(Excerpts from a dataset)
▬▬▬▬▬▬

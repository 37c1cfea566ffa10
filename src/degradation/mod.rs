//! Fatigue Degradation Engine
//!
//! Stochastic pitting initiation and growth for both gears:
//!
//! - **initializer**: which teeth fail, in which order, with which initiation
//!   and end-of-life points (retried until valid)
//! - **curve_fit**: grid search of the exponential growth curve per tooth
//! - **damage**: Palmgren-Miner accumulation under the measured mesh loads
//! - **state**: the initial tooth state table and the growth curve
//!
//! All draws come from a [`SeedStepper`](crate::rng::SeedStepper) owned by
//! each gear, so a run is reproducible from the top-level seed. The output
//! gear works on its own load-cycle axis (`nolc / ratio`) but reports the
//! input-shaft load cycle alongside.

pub mod curve_fit;
pub mod damage;
pub mod initializer;
pub mod state;

pub use curve_fit::{CurveFit, DegradationCurveFitter};
pub use damage::DamageAccumulator;
pub use initializer::{State0Draw, TeethFailureInitializer};
pub use state::{CurveParams, ToothState0};

use serde::Serialize;
use thiserror::Error;
use tracing::info;

use crate::config::defaults::{GEAR_OUT_SEED_OFFSET, OUTPUT_LOAD_CYCLE_DECIMALS};
use crate::config::{DegradationConfig, GearboxConfig};
use crate::rng::SeedStepper;
use crate::vibration::{GearboxLoads, LoadCollective};

#[derive(Debug, Error)]
pub enum DegradationError {
    #[error("grid search found no valid curve among {candidates} candidates, check the theta ranges")]
    GridSearchExhausted { candidates: usize },

    #[error("no valid initial tooth states after {attempts} attempts")]
    State0Exhausted { attempts: u32 },

    #[error("{failing} failing teeth requested on a gear with {no_teeth} teeth")]
    TooManyFailingTeeth { failing: u32, no_teeth: u32 },

    #[error("invalid state distribution: {0}")]
    Distribution(String),

    #[error("chance draw matched no tooth after {retries} retries, check the chance factors")]
    ChanceDraw { retries: u32 },

    #[error("load cycle {requested} lies before the last checkpoint {last}")]
    LoadCycleRegression { requested: f64, last: f64 },
}

// ============================================================================
// Snapshots
// ============================================================================

/// Condition of one tooth at a checkpoint.
#[derive(Debug, Clone, Copy, PartialEq, Serialize)]
pub struct ToothCondition {
    pub tooth: u32,
    pub failing: bool,
    /// Undefined for teeth that never fail.
    pub damage: Option<f64>,
    /// Undefined before initiation and for teeth that never fail.
    pub pitting: Option<f64>,
}

/// Per-tooth condition of one gear, ordered by tooth number.
#[derive(Debug, Clone, PartialEq, Serialize)]
pub struct GearState {
    pub nolc: f64,
    /// Input-shaft load cycle of this checkpoint.
    pub nolc_ref: f64,
    pub teeth: Vec<ToothCondition>,
}

impl GearState {
    /// Pitting per tooth, index 0 is tooth 1.
    pub fn pitting(&self) -> Vec<Option<f64>> {
        self.teeth.iter().map(|t| t.pitting).collect()
    }

    pub fn tooth(&self, tooth: u32) -> Option<&ToothCondition> {
        self.teeth.iter().find(|t| t.tooth == tooth)
    }
}

/// Both gears at one checkpoint.
#[derive(Debug, Clone, PartialEq, Serialize)]
pub struct DegradationSnapshot {
    pub nolc: f64,
    pub gear_in: GearState,
    pub gear_out: GearState,
}

// ============================================================================
// Gear
// ============================================================================

/// Degradation model of one gear.
#[derive(Debug, Clone)]
pub struct GearDegradation {
    no_teeth: u32,
    seed: u64,
    attempts: u32,
    accumulator: DamageAccumulator,
}

impl GearDegradation {
    /// Draw the initial tooth states and the damage at load cycle zero.
    pub fn initialize(
        no_teeth: u32,
        config: &DegradationConfig,
        seed: u64,
        max_attempts: u32,
    ) -> Result<Self, DegradationError> {
        let mut stepper = SeedStepper::new(seed);
        let draw = TeethFailureInitializer::new(no_teeth, config, max_attempts)?.draw(&mut stepper)?;
        Ok(Self {
            no_teeth,
            seed,
            attempts: draw.attempts,
            accumulator: DamageAccumulator::new(draw.rows, &config.woehler),
        })
    }

    pub fn no_teeth(&self) -> u32 {
        self.no_teeth
    }

    pub fn seed(&self) -> u64 {
        self.seed
    }

    /// Draw-and-fit attempts needed for the initial states; zero if disabled.
    pub fn attempts(&self) -> u32 {
        self.attempts
    }

    pub fn is_enabled(&self) -> bool {
        !self.accumulator.rows().is_empty()
    }

    pub fn state0(&self) -> &[ToothState0] {
        self.accumulator.rows()
    }

    pub fn accumulator(&self) -> &DamageAccumulator {
        &self.accumulator
    }

    pub fn step(&mut self, nolc: f64, nolc_ref: f64, loads: &LoadCollective) -> Result<GearState, DegradationError> {
        self.accumulator.step(nolc, nolc_ref, loads)?;
        Ok(self.current_state())
    }

    /// Latest checkpoint for every tooth.
    pub fn current_state(&self) -> GearState {
        let acc = &self.accumulator;
        let teeth = (1..=self.no_teeth)
            .map(|tooth| {
                let row = acc.rows().iter().position(|r| r.tooth == tooth);
                ToothCondition {
                    tooth,
                    failing: row.is_some(),
                    damage: row.and_then(|i| acc.damage().get(i).copied()),
                    pitting: row.and_then(|i| acc.pitting().get(i).copied().flatten()),
                }
            })
            .collect();
        GearState {
            nolc: acc.last_nolc(),
            nolc_ref: acc.nolc_ref_history().last().copied().unwrap_or(0.0),
            teeth,
        }
    }
}

// ============================================================================
// Engine
// ============================================================================

/// Degradation of both gears on the input-shaft load-cycle axis.
#[derive(Debug, Clone)]
pub struct DegradationEngine {
    gear_ratio: f64,
    gear_in: GearDegradation,
    gear_out: GearDegradation,
    last: Option<DegradationSnapshot>,
}

impl DegradationEngine {
    /// The output gear draws from `seed + GEAR_OUT_SEED_OFFSET`.
    pub fn new(config: &GearboxConfig, seed: u64) -> Result<Self, DegradationError> {
        let attempts = config.simulation.max_state0_attempts;
        let gear_in = GearDegradation::initialize(
            config.gear_in.no_teeth,
            &config.gear_in.degradation,
            seed,
            attempts,
        )?;
        let gear_out = GearDegradation::initialize(
            config.gear_out.no_teeth,
            &config.gear_out.degradation,
            seed.wrapping_add(GEAR_OUT_SEED_OFFSET),
            attempts,
        )?;
        info!(
            seed,
            failing_in = gear_in.state0().len(),
            failing_out = gear_out.state0().len(),
            "Degradation engine initialized"
        );
        Ok(Self {
            gear_ratio: config.gear_ratio(),
            gear_in,
            gear_out,
            last: None,
        })
    }

    /// Advance both gears to input-shaft load cycle `nolc`.
    ///
    /// Repeating the last load cycle returns the cached snapshot.
    pub fn run(&mut self, nolc: f64, loads: &GearboxLoads) -> Result<DegradationSnapshot, DegradationError> {
        if let Some(last) = self.last.as_ref().filter(|s| s.nolc == nolc) {
            return Ok(last.clone());
        }
        let nolc_out = output_load_cycle(nolc, self.gear_ratio);
        let gear_in = self.gear_in.step(nolc, nolc, &loads.gear_in)?;
        let gear_out = self.gear_out.step(nolc_out, nolc, &loads.gear_out)?;
        let snapshot = DegradationSnapshot { nolc, gear_in, gear_out };
        self.last = Some(snapshot.clone());
        Ok(snapshot)
    }

    /// Latest checkpoint; load cycle zero before the first run.
    pub fn snapshot(&self) -> DegradationSnapshot {
        self.last.clone().unwrap_or_else(|| DegradationSnapshot {
            nolc: 0.0,
            gear_in: self.gear_in.current_state(),
            gear_out: self.gear_out.current_state(),
        })
    }

    pub fn gear_in(&self) -> &GearDegradation {
        &self.gear_in
    }

    pub fn gear_out(&self) -> &GearDegradation {
        &self.gear_out
    }

    pub fn gear_ratio(&self) -> f64 {
        self.gear_ratio
    }
}

/// Output gear load cycle, rounded to a fixed number of decimals.
pub fn output_load_cycle(nolc: f64, gear_ratio: f64) -> f64 {
    let factor = 10f64.powi(OUTPUT_LOAD_CYCLE_DECIMALS);
    (nolc / gear_ratio * factor).round() / factor
}

#[cfg(test)]
mod tests {
    use super::*;
    use crate::test_support::small_config;

    #[test]
    fn test_output_load_cycle_rounding() {
        assert!((output_load_cycle(1000.0, 41.0 / 21.0) - 512.195).abs() < 1e-9);
        assert_eq!(output_load_cycle(0.0, 2.0), 0.0);
    }

    #[test]
    fn test_non_failing_teeth_stay_undefined() {
        let config = small_config();
        let engine = DegradationEngine::new(&config, 4).unwrap();
        let state = engine.snapshot().gear_in;
        assert_eq!(state.teeth.len(), config.gear_in.no_teeth as usize);
        let failing: Vec<_> = state.teeth.iter().filter(|t| t.failing).collect();
        assert_eq!(failing.len(), config.gear_in.degradation.failing_teeth as usize);
        for t in state.teeth.iter().filter(|t| !t.failing) {
            assert_eq!(t.damage, None);
            assert_eq!(t.pitting, None);
        }
    }

    #[test]
    fn test_same_load_cycle_is_cached() {
        let config = small_config();
        let mut engine = DegradationEngine::new(&config, 4).unwrap();
        let loads = GearboxLoads {
            gear_in: LoadCollective::with_teeth(config.gear_in.no_teeth),
            gear_out: LoadCollective::with_teeth(config.gear_out.no_teeth),
        };
        let first = engine.run(100.0, &loads).unwrap();
        let again = engine.run(100.0, &loads).unwrap();
        assert_eq!(first, again);
        assert_eq!(engine.gear_in().accumulator().damage_history().len(), 2);
        assert_eq!(first.gear_out.nolc_ref, 100.0);
        assert!((first.gear_out.nolc - output_load_cycle(100.0, config.gear_ratio())).abs() < 1e-12);
    }

    #[test]
    fn test_disabled_gear_has_no_state() {
        let mut config = small_config();
        config.gear_out.degradation.failing_teeth = 0;
        let engine = DegradationEngine::new(&config, 4).unwrap();
        assert!(!engine.gear_out().is_enabled());
        assert_eq!(engine.gear_out().attempts(), 0);
        assert!(engine.snapshot().gear_out.pitting().iter().all(Option::is_none));
    }
}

▬▬▬▬▬▬

What the task requires>
Set down each line exactly as it appears, starting at the top of the data and ending at the line containing "All draws come", and include no other lines.

Task solution>
repository 37c1cfea566ffa10
filename src/degradation/mod.rs
//! Fatigue Degradation Engine
//!
//! Stochastic pitting initiation and growth for both gears:
//!
//! - **initializer**: which teeth fail, in which order, with which initiation
//!   and end-of-life points (retried until valid)
//! - **curve_fit**: grid search of the exponential growth curve per tooth
//! - **damage**: Palmgren-Miner accumulation under the measured mesh loads
//! - **state**: the initial tooth state table and the growth curve
//!
//! All draws come from a [`SeedStepper`](crate::rng::SeedStepper) owned by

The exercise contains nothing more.